China’s state-owned private companies and enterprises will take advantage of weak equity and asset values in the resources industry by accelerating acquisitions and investments.
This comes as fund managers, bankers and transactional lawyers are saying commodities demand is expected to strengthen.
Private equity fund manager and China observer Jason Chang said the world’s largest mineral commodities user is obligated to obtain long-term mineral supplies regardless of the short-term pessimism as a result of the influence of China’s credit pressure on demand and prices.
Chang is the head of Melbourne-based private equity resources fund EMR Capital, with $100 million under management
“Our prediction is that some time in the next six to 12 months, China’s new leadership will ramp up the economy again,” Chang told The Australian from Singapore on the way to Beijing.

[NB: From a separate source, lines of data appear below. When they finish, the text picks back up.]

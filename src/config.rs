use std::{env, net::SocketAddr};

use thiserror::Error;

use crate::cluster_client::CounterSet;

#[derive(Debug, Clone)]
pub struct Config {
    pub users_token: String,
    pub administrators_token: Option<String>,
    pub bind_addr: String,
    pub bind_port: u16,
    pub powershell_path: String,
    pub config_provider: Option<String>,
    pub connection_string: Option<String>,
    pub counters: CounterSet,
}

#[derive(Debug, Error)]
pub enum ConfigError {
    #[error("CACHE_ADMIN_USERS_TOKEN is required and must not be empty")]
    MissingUsersToken,
    #[error("CACHE_ADMIN_ADMINISTRATORS_TOKEN must differ from CACHE_ADMIN_USERS_TOKEN")]
    SharedToken,
    #[error("BIND_PORT must be a valid u16")]
    InvalidPort,
    #[error("CACHE_CONFIG_PROVIDER and CACHE_CONFIG_CONNECTION_STRING must be set together")]
    IncompleteClusterConfig,
    #[error("invalid bind address or port")]
    InvalidSocket,
}

fn non_empty_var(name: &str) -> Option<String> {
    env::var(name)
        .ok()
        .map(|value| value.trim().to_string())
        .filter(|value| !value.is_empty())
}

fn counter_list(name: &str) -> Option<Vec<String>> {
    non_empty_var(name)
        .map(|value| {
            value
                .split(',')
                .map(str::trim)
                .filter(|counter| !counter.is_empty())
                .map(str::to_string)
                .collect::<Vec<_>>()
        })
        .filter(|counters| !counters.is_empty())
}

impl Config {
    pub fn from_env() -> Result<Self, ConfigError> {
        let users_token =
            non_empty_var("CACHE_ADMIN_USERS_TOKEN").ok_or(ConfigError::MissingUsersToken)?;
        let administrators_token = non_empty_var("CACHE_ADMIN_ADMINISTRATORS_TOKEN");
        if administrators_token.as_deref() == Some(users_token.as_str()) {
            return Err(ConfigError::SharedToken);
        }

        let bind_addr = env::var("BIND_ADDR").unwrap_or_else(|_| "127.0.0.1".to_string());
        let bind_port = env::var("BIND_PORT")
            .ok()
            .map(|value| value.parse::<u16>().map_err(|_| ConfigError::InvalidPort))
            .transpose()?
            .unwrap_or(8080);

        let config_provider = non_empty_var("CACHE_CONFIG_PROVIDER");
        let connection_string = non_empty_var("CACHE_CONFIG_CONNECTION_STRING");
        if config_provider.is_some() != connection_string.is_some() {
            return Err(ConfigError::IncompleteClusterConfig);
        }

        let defaults = CounterSet::default();
        let counters = CounterSet {
            host_counters: counter_list("HOST_COUNTERS").unwrap_or(defaults.host_counters),
            cache_counters: counter_list("CACHE_COUNTERS").unwrap_or(defaults.cache_counters),
        };

        let config = Self {
            users_token,
            administrators_token,
            bind_addr,
            bind_port,
            powershell_path: non_empty_var("POWERSHELL_PATH")
                .unwrap_or_else(|| "powershell.exe".to_string()),
            config_provider,
            connection_string,
            counters,
        };

        let _ = config.bind_socket()?;
        Ok(config)
    }

    pub fn bind_socket(&self) -> Result<SocketAddr, ConfigError> {
        format!("{}:{}", self.bind_addr, self.bind_port)
            .parse::<SocketAddr>()
            .map_err(|_| ConfigError::InvalidSocket)
    }
}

“As with all changes of leadership in China, it takes six to 12 months to settle in. And we expect – and our partners in China are of the same view – that now is the time to position ourselves for the growth that is going to come in about 12 months,” Chang said.
Macquarie Group’s West Australian chairman Mark Barnaba said there was a ‘disconnect’ and it was ‘certainly presenting a wonderful set of opportunities’.

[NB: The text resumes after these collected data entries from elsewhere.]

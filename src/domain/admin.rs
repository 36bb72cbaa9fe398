//! Cluster, host, named cache and client account administration

use tracing::{info, warn};

use crate::cluster_client::CacheAdminRepository;
use crate::domain::models::{
    CacheConfiguration, CacheHost, CacheHostConfiguration, HostEndpoint, NamedCache,
};
use crate::errors::AppError;

#[derive(Debug, Clone, Copy, PartialEq, Eq)]
pub enum PowerAction {
    Start,
    Stop,
    Restart,
}

impl PowerAction {
    pub fn as_str(self) -> &'static str {
        match self {
            Self::Start => "start",
            Self::Stop => "stop",
            Self::Restart => "restart",
        }
    }
}

pub async fn run_cluster_action(
    admin: &dyn CacheAdminRepository,
    action: PowerAction,
) -> Result<Vec<CacheHost>, AppError> {
    info!(action = action.as_str(), "cluster action requested");
    match action {
        PowerAction::Start => admin.start_cluster().await,
        PowerAction::Stop => admin.stop_cluster().await,
        PowerAction::Restart => admin.restart_cluster().await,
    }
}

pub async fn run_host_action(
    admin: &dyn CacheAdminRepository,
    host: &HostEndpoint,
    action: PowerAction,
) -> Result<Option<CacheHost>, AppError> {
    info!(host = %host, action = action.as_str(), "host action requested");
    match action {
        PowerAction::Start => admin.start_host(host).await,
        PowerAction::Stop => admin.stop_host(host).await,
        PowerAction::Restart => admin.restart_host(host).await,
    }
}

pub async fn set_cache_host_config(
    admin: &dyn CacheAdminRepository,
    config: &CacheHostConfiguration,
) -> Result<Option<CacheHostConfiguration>, AppError> {
    if config.low_watermark > config.high_watermark {
        return Err(AppError::bad_request(
            "invalid_watermark",
            "low_watermark must not exceed high_watermark",
        ));
    }

    admin.set_cache_host_config(config).await?;
    admin
        .cache_host_config(&HostEndpoint::new(config.host_name.clone(), config.cache_port))
        .await
}

async fn find_named_cache(
    admin: &dyn CacheAdminRepository,
    cache_name: &str,
) -> Result<Option<NamedCache>, AppError> {
    Ok(admin
        .named_caches()
        .await?
        .into_iter()
        .find(|cache| cache.cache_name.eq_ignore_ascii_case(cache_name)))
}

pub async fn new_cache(
    admin: &dyn CacheAdminRepository,
    config: &CacheConfiguration,
) -> Result<Option<NamedCache>, AppError> {
    admin.new_cache(config).await?;
    find_named_cache(admin, &config.cache_name).await
}

pub async fn set_cache_config(
    admin: &dyn CacheAdminRepository,
    config: &CacheConfiguration,
) -> Result<Option<NamedCache>, AppError> {
    admin.set_cache_config(config).await?;
    find_named_cache(admin, &config.cache_name).await
}

/// Removes each cache; a cache that fails to be removed is left out of the result.
pub async fn remove_caches(admin: &dyn CacheAdminRepository, cache_names: &[String]) -> Vec<String> {
    let mut removed = Vec::with_capacity(cache_names.len());
    for cache_name in cache_names {
        match admin.remove_cache(cache_name).await {
            Ok(()) => removed.push(cache_name.clone()),
            Err(err) => warn!(cache = %cache_name, error = %err, "named cache removal failed"),
        }
    }
    removed
}

pub async fn grant_client_accounts(
    admin: &dyn CacheAdminRepository,
    accounts: &[String],
) -> Result<Vec<String>, AppError> {
    for account in accounts {
        if let Err(err) = admin.grant_client_account(account).await {
            warn!(account = %account, error = %err, "client account grant failed");
        }
    }
    admin.allowed_client_accounts().await
}

pub async fn revoke_client_accounts(
    admin: &dyn CacheAdminRepository,
    accounts: &[String],
) -> Result<Vec<String>, AppError> {
    for account in accounts {
        if let Err(err) = admin.revoke_client_account(account).await {
            warn!(account = %account, error = %err, "client account revoke failed");
        }
    }
    admin.allowed_client_accounts().await
}

#[cfg(test)]
mod tests {
    use std::sync::Mutex;

    use super::*;
    use crate::domain::fakes::{host, FakeCluster};
    use crate::domain::models::{CacheServiceStatus, EvictionType, DEFAULT_CACHE_PORT};

    fn cache_config(name: &str) -> CacheConfiguration {
        CacheConfiguration {
            cache_name: name.to_string(),
            time_to_live_mins: 10,
            cache_type: None,
            secondaries: 0,
            is_expirable: true,
            eviction_type: EvictionType::Lru,
            notifications_enabled: false,
        }
    }

    #[tokio::test]
    async fn new_cache_returns_cache_found_by_name() {
        let cluster = FakeCluster::default();
        let cache = new_cache(&cluster, &cache_config("Orders"))
            .await
            .expect("new cache")
            .expect("cache should exist");

        assert_eq!(cache.cache_name, "Orders");
    }

    #[tokio::test]
    async fn remove_caches_keeps_only_successful_removals() {
        let cluster = FakeCluster::default();
        new_cache(&cluster, &cache_config("orders")).await.expect("new cache");

        let removed = remove_caches(&cluster, &["missing".to_string(), "ORDERS".to_string()]).await;

        assert_eq!(removed, vec!["ORDERS"]);
    }

    #[tokio::test]
    async fn grant_continues_past_failures_and_returns_accounts() {
        let cluster = FakeCluster {
            accounts: Mutex::new(vec!["CORP\\existing".to_string()]),
            ..Default::default()
        };

        let accounts = grant_client_accounts(
            &cluster,
            &["CORP\\fail".to_string(), "CORP\\svc-web".to_string()],
        )
        .await
        .expect("grant");

        assert_eq!(accounts, vec!["CORP\\existing", "CORP\\svc-web"]);

        let accounts = revoke_client_accounts(&cluster, &["corp\\EXISTING".to_string()])
            .await
            .expect("revoke");
        assert_eq!(accounts, vec!["CORP\\svc-web"]);
    }

    #[tokio::test]
    async fn host_actions_return_the_host() {
        let cluster = FakeCluster {
            hosts: vec![host("cache01", CacheServiceStatus::Up)],
            ..Default::default()
        };
        let endpoint = HostEndpoint::new("cache01", DEFAULT_CACHE_PORT);

        let host = run_host_action(&cluster, &endpoint, PowerAction::Restart)
            .await
            .expect("restart")
            .expect("host");

        assert_eq!(host.host_name, "cache01");
        assert_eq!(cluster.calls(), vec!["restart_host cache01:22233"]);
    }

    #[tokio::test]
    async fn host_config_rejects_inverted_watermarks() {
        let cluster = FakeCluster::default();
        let config = CacheHostConfiguration {
            host_name: "cache01".to_string(),
            cluster_port: 22234,
            cache_port: DEFAULT_CACHE_PORT,
            arbitration_port: 22235,
            replication_port: 22236,
            size_mb: 1024,
            service_name: None,
            high_watermark: 50,
            low_watermark: 90,
            is_lead_host: false,
        };

        let error = set_cache_host_config(&cluster, &config)
            .await
            .expect_err("inverted watermarks");
        assert!(error.to_string().contains("bad request"));

        let config = CacheHostConfiguration {
            low_watermark: 70,
            high_watermark: 90,
            ..config
        };
        let stored = set_cache_host_config(&cluster, &config)
            .await
            .expect("set config")
            .expect("re-read config");
        assert_eq!(stored, config);
    }
}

“The Chinese understand the demand side of the commodity equation better than most. I think the market has been oversold, if you look at the steep sell-off in companies’ shares versus the commodity markets,” Barnaba, who is also director at Fortescue Metals and heads Macquarie’s Global Resources Group, said.
Chang concurred with Barnaba that an ‘amazing disconnect’ had occurred between fundamental values and equity values made the gold sector a hub of Chinese interest.
The Chinese economic downturn meant copper appeal had slowed ‘temporarily’ but medium to long-term activity in it along with coking coal and crop nutrient potash, looked good.
He said the huge sell-off in mining shares would spur more activity as the dollar bought much more shares today than a year ago.
“So there is still interest there, but I think people should be prepared for the Chinese being a little more fussy about what they invest in,” Chang said.
He added China was becoming ‘a lot more savvy, knowing that their past investments have not always been successful’.
“So on the one hand they are more cautious. But on the other hand the market sentiment and environment is such that you will see more merger and acquisition activity by the Chinese in the junior to mid-cap space,” Chang said.
“We know that there are a lot of parties in China with a lot of interest, both from the state-owned sector as well the private sector.”
He said EMR was getting interest from American institutional investors and fund managers for investment in the mining industry.
Clayton Utz partner Jonathan Li said Beijing is encouraging private enterprises to forge ahead and buy weak assets. Private Chinese interests recently took over Australian lithium producer Talisman and attempted to bid for ASX-listed African copper producer Discovery Metals, but failed.
He said the trend of Chinese state-owned enterprises being silent on investment in Australian mining is dissimilar to the time of the global financial crisis when equity and investment values slumped.
During that time, SOEs moved into Rio Tinto’s share register, and obtained mining assets portfolio from OZ Minerals.
US investment bank JPMorgan has released a research note this week which supports China’s tactics and says investors should overweight positions in commodities.
"Against one-sided sentiment and following 15 months of destocking, Chinese buyers are going to realise very soon this is the opportune moment to back up the truck and to restock supply channels where China is import-dependent," the report said.
"A surge in Chinese buying of a metal at a lower price has already been observed in gold.
"We expect renewed vigour in imports of copper and oil. It is quite obvious what the Chinese should do here in physical markets, in pursuit of China's long-run economic and social self-interest."
Drilling company Boart Longyear cut its full-year earnings forecast between $1.36 billion and $1.56 billion for full-year revenue, and from $176 million to $211 million for earnings before interest, tax, depreciation and amortisation.
It slashed 1000 jobs from its operations globally this year.